Patch 1: instant string-bed movement

Start with a familiar scale, then use the Tone control to set the root note and the Chord control to pick the harmony. Feed the arpeggiator a clock and let the module generate motion across a chosen chord and scale, then take the stereo output into chorus, delay, or reverb for the wide ensemble wash people associate with classic string hardware.

Related stock photo
Photo by Egor Komarov

This is the quickest route to the vintage payoff: a shimmering, ensemble-like pad that feels musical immediately, but still responds to modular timing and modulation.

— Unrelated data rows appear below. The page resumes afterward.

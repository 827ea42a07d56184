//! Object-document mapper core for CouchDB-style document stores.
//!
//! A [`UnitOfWork`] tracks the documents of one session. Loaded documents
//! are unique per identifier, changes are detected against snapshots, and
//! `flush` writes every insert, update and delete in one bulk request.
//! Classes are mapped with [`ClassMetadata`] builders; the store is reached
//! through the [`DocumentStore`] trait.

mod attachment;
mod collection;
mod config;
mod embedded;
mod error;
mod id_generator;

pub mod hooks;
pub mod metadata;
pub mod store;
pub mod types;
pub mod unit_of_work;

pub use attachment::{Attachment, Attachments};
pub use collection::PersistentCollection;
pub use config::Configuration;
pub use embedded::{
    DynEmbedded, EmbedCardinality, EmbedField, Embeddable, EmbeddedSerializer, EmbeddedValue,
    EmbeddedView,
};
pub use error::{CascadeOp, ConflictedDocument, OdmError, Result};
pub use hooks::{
    ConflictEventArgs, ConflictResolution, HookDispatcher, LifecycleEvent, LifecycleEventArgs,
};
pub use id_generator::{AssignedIdGenerator, IdGenerator, StoreBatchIdGenerator};
pub use metadata::{
    AssociationKind, AssociationMapping, Cascade, ClassKind, ClassMetadata, ClassMetadataBuilder,
    Embed, EmbeddedMapping, Field, FieldMapping, IdStrategy, MetadataProvider, MetadataRegistry,
    Reference,
};
pub use store::{
    BulkEntry, BulkResponse, BulkResult, DocumentStore, InMemoryDocumentStore, RowsResponse,
    StoreResponse, StoreRow, SubmittedBatch,
};
pub use types::{ConvertType, FieldType, TypeRegistry, Value};
pub use unit_of_work::{DocHandle, DocumentState, HydrationHints, UnitOfWork};

#[cfg(feature = "emitter")]
pub use event_emitter_rs::EventEmitter;
#[cfg(feature = "emitter")]
pub use hooks::EmitterBridge;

The six-voice engine and the three stereo output modes help keep the sound open, so it can behave more like a compact string ensemble than a thin utility voice.

Patch 2: plucked pulses and resonant hooks

For the more physical-modeling side of Arplus, use the external audio input as your excitation source. A short trigger pulse, a click, or a noise burst can all push the Karplus-Strong engine into plucked territory, giving you staccato notes, bell-like strikes, or resonant lines that sit somewhere between a string and a struck object.

This is where the module starts to feel less like a retro homage and more like a modern answer to the old problem of getting organic attack without a real string instrument. Try unusual scale choices here, such as Japanese pentatonics or whole-tone patterns, and the result moves away from obvious “string machine” memory into something more expressive and less predictable.

Patch 3: harmony brain for the rest of the rack

Arplus is not confined to making its own pretty noise. Because it offers a quantized 1V/oct output, it can also act as a pitch source for another oscillator, filter voice, or sequenced layer, turning its chord logic into the control center for a larger patch.

That is where the CV-controllable arpeggiator becomes especially useful. Modulate the pattern behavior, switch scales, or move between chord shapes and the rest of the rack stays harmonically anchored, which is exactly what you want if you are chasing vintage character without committing to a single fixed keyboard voice. The result is a patch that can drift from warm string pad into sequenced modular arrangement without losing its center.

Buying it, building it, and where it sits in the market

Arplus is available both as an assembled module and as a DIY kit, and the kit is unusually approachable. Zlosynth says the SMD parts are already pre-soldered, leaving the through-hole components for the builder, and the build manual lists a Daisy Patch Submodule along with 4 green potentiometers, 6 blue trimmers, 12 jack sockets, 8 red LEDs, and a 20 HP front panel.

The pricing reflects regional variation. Retailer pages show figures around €375.10 and about $361, which places Arplus in the range where modular users can buy a distinctive voice without chasing down another large vintage keyboard. Zlosynth’s retailer network includes Beatsville in Japan, Schneidersladen in Europe, and Lectronz for DIY kits, which gives the module a footprint well beyond its Brno home base.

That breadth matters because Arplus does not read like a niche effects box or a novelty oscillator. It is a modern module for classic string-machine instincts, with enough harmonic logic, plucked-string behavior, and patchable flexibility to justify its place in a vintage synth conversation. If the old appeal was about body, shimmer, and that slightly unreal ensemble glow, Arplus gives you the same instinct in a form you can actually integrate into a contemporary system.